There’s a very simple reason why grant funding should receive absolutely no attention in our assessments of each other:unlike everything else we assess, grant funding isn’t a scientific output – it’s a scientific input. My own tenure assessment, for example, considered how many courses I’d taught (and how well), how many papers I’d published (and how much impact they’d had), how many undergrad and grad students I’d trained, and a bunch of other things. All of these are outputs: aspects of my contribution to the accumulation and dissemination of scientific knowledge. But it also considered my record of grant funding, and that was bizarre – because just like the square footage of my lab and the number of hours I spent at work, grant funding is an input. You don’t judge a cabinetmaker by how many tools they own – you judge them by the cabinets they’ve made.

It doesn’t make someone a better or more productive scientist to have more grant funding. In fact, it’s arguably the reverse. Let’s do a quick thought experiment. Over the last 5 years, Scientist A has published 10 papers and garnered $1 million in grant funding. Over the same period, Scientist B has published 10 papers but received only $100,000 in grant funding. Which scientist has the better record?  You’re right: hands down, it’s Scientist B. Scientist B has produced the same scientific output with 1/10 the funding input. Scientist B has shown their ability to remain productive through the I’m-between-grants penny-pinching periods that sprinkle most careers. Scientist B has consumed fewer of the resources that go into adjudicating, awarding, and administering grants. Which scientist would you rather have as a colleague? For me, it’s Scientist B, every time. But it’s Scientist A the academic world seems to admire.

I’ve sat on at least one grant evaluation panel that has explicitly argued that it’s not the grant funding itself we’re considering – instead, we’re using that as evidence that other agencies have seen excellence in the candidate. This makes a lot of sense – but only if you don’t think about it much. If you do think about it (and aren’t academics supposed to do that?), you’ll likely conclude that at best we’re ducking our own responsibility to make a judgement. At worst, we’re being actively harmful. When we hire, promote, and especially fund people on the basis of the grant funding they’ve previously been awarded, we engage in a positive-feedback cycle that magnifies disparities among us.
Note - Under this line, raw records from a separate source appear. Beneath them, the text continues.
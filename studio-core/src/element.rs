//! Page elements - the building blocks of a design document.

use serde::{Deserialize, Serialize};

/// Element type names accepted in document JSON.
pub const ELEMENT_TYPES: &[&str] = &["text", "image", "svg", "figure", "line", "group"];

/// Horizontal text alignment.
#[derive(Debug, Clone, Copy, PartialEq, Eq, Default, Serialize, Deserialize)]
#[serde(rename_all = "lowercase")]
pub enum TextAlign {
    /// Flush left.
    #[default]
    Left,
    /// Centered.
    Center,
    /// Flush right.
    Right,
    /// Justified.
    Justify,
}

/// Vertical text alignment inside the element box.
#[derive(Debug, Clone, Copy, PartialEq, Eq, Default, Serialize, Deserialize)]
#[serde(rename_all = "lowercase")]
pub enum VerticalAlign {
    /// Top of the box.
    #[default]
    Top,
    /// Middle of the box.
    Middle,
    /// Bottom of the box.
    Bottom,
}

/// Basic shape drawn by a figure element.
#[derive(Debug, Clone, Copy, PartialEq, Eq, Serialize, Deserialize)]
#[serde(rename_all = "lowercase")]
pub enum FigureShape {
    /// Rectangle, optionally with rounded corners.
    Rect,
    /// Circle inscribed in the element box.
    Circle,
    /// Ellipse inscribed in the element box.
    Ellipse,
}

/// The type-specific content of an element.
#[derive(Debug, Clone, PartialEq, Serialize, Deserialize)]
#[serde(tag = "type", rename_all = "lowercase", rename_all_fields = "camelCase")]
pub enum ElementKind {
    /// A text block.
    Text {
        /// Text content.
        text: String,
        /// Font size in document units.
        font_size: f64,
        /// Font family name.
        #[serde(default = "ElementKind::default_font_family")]
        font_family: String,
        /// Text color.
        fill: String,
        /// Horizontal alignment.
        #[serde(default)]
        align: TextAlign,
        /// Vertical alignment.
        #[serde(default)]
        vertical_align: VerticalAlign,
    },

    /// A raster image.
    Image {
        /// Image URL or data URI.
        src: String,
    },

    /// An embedded vector graphic.
    Svg {
        /// SVG URL or data URI.
        src: String,
    },

    /// A basic filled/stroked shape.
    Figure {
        /// Shape drawn inside the element box.
        sub_type: FigureShape,
        /// Fill color.
        fill: String,
        /// Stroke color, if stroked.
        #[serde(default, skip_serializing_if = "Option::is_none")]
        stroke: Option<String>,
        /// Stroke width.
        #[serde(default)]
        stroke_width: f64,
        /// Corner radius (rectangles only).
        #[serde(default)]
        corner_radius: f64,
    },

    /// A straight line along the element's width, rotated by `rotation`.
    Line {
        /// Line color.
        color: String,
    },

    /// A container for nested elements.
    Group {
        /// Child elements, back to front.
        children: Vec<Element>,
    },
}

impl ElementKind {
    fn default_font_family() -> String {
        "Roboto".to_string()
    }

    /// JSON `type` name of this kind.
    #[must_use]
    pub const fn type_name(&self) -> &'static str {
        match self {
            Self::Text { .. } => "text",
            Self::Image { .. } => "image",
            Self::Svg { .. } => "svg",
            Self::Figure { .. } => "figure",
            Self::Line { .. } => "line",
            Self::Group { .. } => "group",
        }
    }
}

/// An element on a page: identity, content, frame, and interaction flags.
#[derive(Debug, Clone, PartialEq, Serialize, Deserialize)]
#[serde(rename_all = "camelCase")]
pub struct Element {
    /// Identifier, unique within the page.
    pub id: String,
    /// Element content type.
    #[serde(flatten)]
    pub kind: ElementKind,
    /// Left edge in document units.
    pub x: f64,
    /// Top edge in document units.
    pub y: f64,
    /// Width in document units.
    pub width: f64,
    /// Height in document units.
    pub height: f64,
    /// Rotation in degrees around the top-left corner.
    #[serde(default)]
    pub rotation: f64,
    /// Opacity from 0.0 to 1.0.
    #[serde(default = "Element::default_opacity")]
    pub opacity: f64,
    /// Whether the element can be selected on the canvas.
    #[serde(default = "Element::default_flag")]
    pub selectable: bool,
    /// Whether the element can be deleted.
    #[serde(default = "Element::default_flag")]
    pub removable: bool,
    /// Whether the element's content and style can be edited.
    #[serde(default = "Element::default_flag")]
    pub editable: bool,
}

impl Element {
    const fn default_opacity() -> f64 {
        1.0
    }

    const fn default_flag() -> bool {
        true
    }

    /// Create an element with a 100x100 frame at the origin.
    #[must_use]
    pub fn new(id: impl Into<String>, kind: ElementKind) -> Self {
        Self {
            id: id.into(),
            kind,
            x: 0.0,
            y: 0.0,
            width: 100.0,
            height: 100.0,
            rotation: 0.0,
            opacity: 1.0,
            selectable: true,
            removable: true,
            editable: true,
        }
    }

    /// Set position and size.
    #[must_use]
    pub fn with_frame(mut self, x: f64, y: f64, width: f64, height: f64) -> Self {
        self.x = x;
        self.y = y;
        self.width = width;
        self.height = height;
        self
    }

    /// Set the opacity.
    #[must_use]
    pub fn with_opacity(mut self, opacity: f64) -> Self {
        self.opacity = opacity;
        self
    }

    /// Clear the selectable, removable, and editable flags.
    #[must_use]
    pub fn locked(mut self) -> Self {
        self.selectable = false;
        self.removable = false;
        self.editable = false;
        self
    }

    /// Whether all interaction flags are cleared.
    #[must_use]
    pub fn is_locked(&self) -> bool {
        !self.selectable && !self.removable && !self.editable
    }

    /// Nested children, if this is a group.
    #[must_use]
    pub fn children(&self) -> &[Element] {
        match &self.kind {
            ElementKind::Group { children } => children,
            _ => &[],
        }
    }
}

#[cfg(test)]
mod tests {
    use super::*;

    #[test]
    fn test_text_element_json_shape() {
        let element = Element::new(
            "t1",
            ElementKind::Text {
                text: "Hello".to_string(),
                font_size: 20.0,
                font_family: "Roboto".to_string(),
                fill: "black".to_string(),
                align: TextAlign::Center,
                vertical_align: VerticalAlign::Middle,
            },
        );

        let json = serde_json::to_value(&element).expect("serialize");
        assert_eq!(json["type"], "text");
        assert_eq!(json["fontSize"], 20.0);
        assert_eq!(json["verticalAlign"], "middle");
        assert_eq!(json["selectable"], true);
    }

    #[test]
    fn test_defaults_applied_on_parse() {
        let json = r##"{"id":"f1","type":"figure","subType":"rect","fill":"#ff0000","x":1,"y":2,"width":3,"height":4}"##;
        let element: Element = serde_json::from_str(json).expect("parse");
        assert!((element.opacity - 1.0).abs() < f64::EPSILON);
        assert!(element.removable && element.selectable && element.editable);
        assert!(matches!(
            element.kind,
            ElementKind::Figure {
                sub_type: FigureShape::Rect,
                stroke: None,
                ..
            }
        ));
    }

    #[test]
    fn test_group_children_nest() {
        let child = Element::new("c", ElementKind::Line { color: "red".into() });
        let group = Element::new(
            "g",
            ElementKind::Group {
                children: vec![child.clone()],
            },
        );
        let json = serde_json::to_string(&group).expect("serialize");
        let back: Element = serde_json::from_str(&json).expect("parse");
        assert_eq!(back.children(), &[child]);
    }

    #[test]
    fn test_locked() {
        let element = Element::new("x", ElementKind::Image { src: "a.png".into() }).locked();
        assert!(element.is_locked());
        assert_eq!(element.kind.type_name(), "image");
    }
}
Scientist A, with their million-dollar grant history, is more likely to get the next grant, so the initially-rich get richer and the initially-poor get locked out of the system. This reduces society’s return on its investment in science, because we’ll get more done if funding is spread more evenly. It also sets up winners and losers by amplifying initial variation among researchers that may be trivial (because at most agencies, many fundable grants go unfunded) or, worse, result in part from unconscious biases. Considering previous granting success when we evaluate researchers gives our scientific community the same mathematical property that makes the board game Monopoly so thoroughly unenjoyable:** small early fluctuations in luck become magnified by positive feedback into advantages impossible for trailing players to overcome. Please, can we make science less like Monopoly?
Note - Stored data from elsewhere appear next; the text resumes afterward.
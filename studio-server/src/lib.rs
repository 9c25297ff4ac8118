//! # Priey Studio Server
//!
//! Local HTTP front for a single design-document session. The browser editor
//! talks to it for import, drag-and-drop, export, language and page changes;
//! the session itself lives in `studio-core`.
//!
//! The server binds to localhost only. An optional shared password gates the
//! `/api` routes (see [`auth`]).

#![forbid(unsafe_code)]
#![deny(missing_docs)]
#![deny(clippy::all)]
#![warn(clippy::pedantic)]

pub mod auth;
pub mod config;
pub mod health;
pub mod routes;

use std::sync::Arc;

use axum::{
    extract::DefaultBodyLimit,
    middleware,
    routing::{get, post, put},
    Router,
};
use studio_core::{MemoryEngine, Session, SessionStorage};
use tokio::sync::Mutex;
use tower_http::{
    limit::RequestBodyLimitLayer,
    request_id::{MakeRequestUuid, PropagateRequestIdLayer, SetRequestIdLayer},
    trace::{DefaultMakeSpan, DefaultOnRequest, DefaultOnResponse, TraceLayer},
};
use tracing::Level;

pub use auth::AccessGate;
pub use config::ServerConfig;

/// The session shared by all handlers.
pub type SharedSession = Arc<Mutex<Session<MemoryEngine>>>;

/// Shared application state.
#[derive(Clone)]
pub struct AppState {
    /// The document session.
    pub session: SharedSession,
    /// Password gate for `/api`.
    pub gate: AccessGate,
    /// Largest accepted request body.
    pub max_upload_bytes: usize,
}

impl AppState {
    /// Wrap a session, its password gate and the upload limit.
    #[must_use]
    pub fn new(
        session: Session<MemoryEngine>,
        password: Option<String>,
        max_upload_bytes: usize,
    ) -> Self {
        let storage: Arc<dyn SessionStorage> = Arc::clone(session.storage());
        Self {
            session: Arc::new(Mutex::new(session)),
            gate: AccessGate::new(password, storage),
            max_upload_bytes,
        }
    }
}

/// Build the application router. CORS is left to the caller.
pub fn build_router(state: AppState) -> Router {
    let protected = Router::new()
        .route("/api/session", get(routes::get_session))
        .route("/api/document", get(routes::get_document))
        .route("/api/document/new", post(routes::new_document))
        .route("/api/document/import", post(routes::import_document))
        .route("/api/document/drop", post(routes::drop_files))
        .route("/api/document/export", get(routes::export_document))
        .route("/api/language", put(routes::set_language))
        .route("/api/page/active", put(routes::set_active_page))
        .route_layer(middleware::from_fn_with_state(
            state.gate.clone(),
            auth::require_access,
        ));

    Router::new()
        .route("/health/live", get(health::liveness))
        .route("/health/ready", get(health::readiness))
        .route("/health", get(health::readiness))
        .route("/api/auth/login", post(auth::login))
        .route("/api/auth/logout", post(auth::logout))
        .merge(protected)
        .layer(DefaultBodyLimit::disable())
        .layer(RequestBodyLimitLayer::new(state.max_upload_bytes))
        // Request ID for log correlation
        .layer(PropagateRequestIdLayer::x_request_id())
        .layer(SetRequestIdLayer::x_request_id(MakeRequestUuid))
        .layer(
            TraceLayer::new_for_http()
                .make_span_with(DefaultMakeSpan::new().level(Level::INFO))
                .on_request(DefaultOnRequest::new().level(Level::INFO))
                .on_response(DefaultOnResponse::new().level(Level::INFO)),
        )
        .with_state(state)
}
When I came up for tenure at my first job, I was very naïve about all this. I had a substantial theoretical component to my work, and in my tenure package I argued that this was a strength, because it meant I was well positioned to weather any periods in which I was unable to secure grant funding. My department thought about this quite differently: it suggested to them I wasn’t sufficiently motivated to chase dollars. I was naïve, of course. Not because I didn’t understand the institutional thirst for money; of course I did.*** I was naïve because I thought that tenure committees, Chairs, and Deans would push back against it, and evaluate my scientific output. Some do push back, of course – but not as many as you’d hope.

Some decisions about how we should operate, as a community of scientists, are hard. This one is easy. No, this one should be easy; but I guess it isn’t, or we wouldn’t still be evaluating researchers based on how many dollars they’ve spent instead of how much good science they’ve done. Can we please stop?

© Stephen Heard November 16, 2021

Image: Cabinet, © Thomas Quine via flickr.com CC BY 2.0. Sure, it’s nice, but I hear the cabinetmaker only owned one hammer.


*^For me, the “we” here has been university hiring committees, university promotion and tenure committees, and funding agency proposal evaluation committees. I should make clear I’m not speaking for any of these bodies or for any of the organizations that set them up. Actually, given that the whole point of this post is that these organizations are doing it wrong, I guess that was going to become pretty clear shortly anyway.

**^For people older than 10, I mean. I will admit to having loved Monopoly as a child. Of course, I loved a lot of things as a child that shouldn’t be designed into our systems for doing science.

***^This was in the US, where the system of “overhead” on grants makes this institutional thirst especially acute. But the problem isn’t limited to the US. By the way: I was awarded tenure at that institution, despite the best efforts of departmental leadership, but I left shortly thereafter.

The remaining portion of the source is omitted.